• What is being asked:
Copy each line of the entries beneath that contains the word "AuthorizedDevice".

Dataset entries
------------------------------------------------------------------------

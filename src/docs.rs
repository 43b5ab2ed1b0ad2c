use crate::api::checkin::{EntryReq, ExitReq};
use crate::api::device::{AuthorizeDeviceReq, RenameDeviceReq, RevokeDevicesReq};
use crate::api::report::{
    AttendanceReportResponse, AttendanceReportRow, EmployeeSummary, SummaryResponse,
};
use crate::api::schedule::{CreateScheduleReq, ScheduleResponse};
use crate::api::users::{CreateUserReq, UserListResponse};
use crate::fingerprint::DeviceAttributes;
use crate::model::device::AuthorizedDevice;
use crate::model::user::User;
use utoipa::openapi::security::{HttpAuthScheme, HttpBuilder, SecurityScheme};
use utoipa::{Modify, OpenApi, openapi};

struct SecurityAddon;

impl Modify for SecurityAddon {
    fn modify(&self, openapi: &mut openapi::OpenApi) {
        if let Some(components) = openapi.components.as_mut() {
            components.add_security_scheme(
                "bearer_auth",
                SecurityScheme::Http(
                    HttpBuilder::new()
                        .scheme(HttpAuthScheme::Bearer)
                        .bearer_format("JWT")
                        .build(),
                ),
            );
        }
    }
}

#[derive(OpenApi)]
#[openapi(
    info(
        title = "Time Clock API",
        version = "1.0.0",
        description = r#"
## Employee Time Clock

Backend for a small-business check-in/check-out kiosk and its admin dashboard.

### Key Features
- **Check-in / Check-out**
  - Per-request employee authentication, device-authorization gate, late/early classification
- **Account Management**
  - Admin-created accounts, soft deactivation
- **Schedules**
  - Per-employee entry/exit windows with a late-arrival grace period
- **Devices**
  - Fingerprint-based kiosk enrollment, targeted or mass revocation
- **Reports**
  - Classified attendance rows and per-employee summaries

### Security
Management endpoints require **JWT Bearer authentication** and the admin
role. Kiosk endpoints authenticate the employee on every request.

Built with **Rust**, **Actix Web**, **SQLx**, and **Utoipa**.
"#,
    ),
    paths(
        crate::api::checkin::check_in,
        crate::api::checkin::check_out,

        crate::api::users::create_user,
        crate::api::users::list_users,
        crate::api::users::get_user,
        crate::api::users::update_user,
        crate::api::users::deactivate_user,

        crate::api::schedule::create_schedule,
        crate::api::schedule::list_schedules,
        crate::api::schedule::deactivate_schedule,

        crate::api::device::authorize_device,
        crate::api::device::list_devices,
        crate::api::device::revoke_devices,
        crate::api::device::rename_device,
        crate::api::device::delete_device,

        crate::api::report::attendance_report,
        crate::api::report::attendance_summary
    ),
    components(
        schemas(
            DeviceAttributes,
            EntryReq,
            ExitReq,
            CreateUserReq,
            User,
            UserListResponse,
            CreateScheduleReq,
            ScheduleResponse,
            AuthorizeDeviceReq,
            RevokeDevicesReq,
            RenameDeviceReq,
            AuthorizedDevice,
            AttendanceReportRow,
            AttendanceReportResponse,
            EmployeeSummary,
            SummaryResponse
        )
    ),
    modifiers(&SecurityAddon),
    tags(
        (name = "Checkin", description = "Kiosk check-in and check-out"),
        (name = "Users", description = "Account management APIs"),
        (name = "Schedules", description = "Work schedule APIs"),
        (name = "Devices", description = "Kiosk device authorization APIs"),
        (name = "Reports", description = "Attendance review APIs"),
    )
)]
pub struct ApiDoc;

------------------------------------------------------------------------

• Solution for this exercise:
use crate::model::device::AuthorizedDevice;
            AuthorizedDevice,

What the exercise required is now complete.